OLHAR NO FUTURO
Todo e qualquer tributo, em função do mau uso pelas instâncias de Governo – como é o caso da taxa cobrada nos combustíveis para recuperação das rodovias -, causa pruridos no contribuinte, fazendo dele o vilão das ações públicas, mesmo quando há justificadas razões para sua implantação. A Prefeitura concluiu estudos para o Plano Básico de Saneamento ser implantado, que traça um planejamento para o município no que se refere a abastecimento de água, esgotamento, resíduos sólidos e drenagem urbana.

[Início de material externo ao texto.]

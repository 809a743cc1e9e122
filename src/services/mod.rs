pub mod completion_client;
pub mod whatsapp_client;

// Re-export for convenience
pub use completion_client::{
    CompletionError, CompletionOptions, CompletionProvider, CompletionRequest,
    OpenAiCompatibleClient,
};
pub use whatsapp_client::{MessageSender, WhatsAppClient, WhatsAppError};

Como está exposto na justificativa do Governo, trata-se de um projeto essencial para que a cidade possa garantir a captação de recursos federais e tirar do papel as 90 ações previstas para serem executadas em até 20 anos. Como a Tribuna revelou, somados, os gastos para a execução das intervenções ultrapassam R$ 1,25 bilhão.
Juiz de Fora vive o drama de metrópoles. Há um passivo que hoje se reflete no seu próprio cotidiano, como a mistura de águas pluviais e esgoto, formando um cenário em que o tratamento dos resíduos torna-se mais problemático e caro. É preciso separá-los, até mesmo para evitar alagamentos em pontos críticos da cidade, com danos diretos para a população. Os moradores de bairros como Industrial e Cerâmica são testemunhas e vítimas desta mistura. O refluxo das águas do Paraibuna afeta diretamente suas vidas.
A Prefeitura, certamente, terá que convencer vereadores e comunidade da importância do projeto, o que só será possível com transparência. O cidadão, certamente, apoia quando vê seriedade e eficiência na iniciativa, já que o problema, em si, é visível no dia a dia.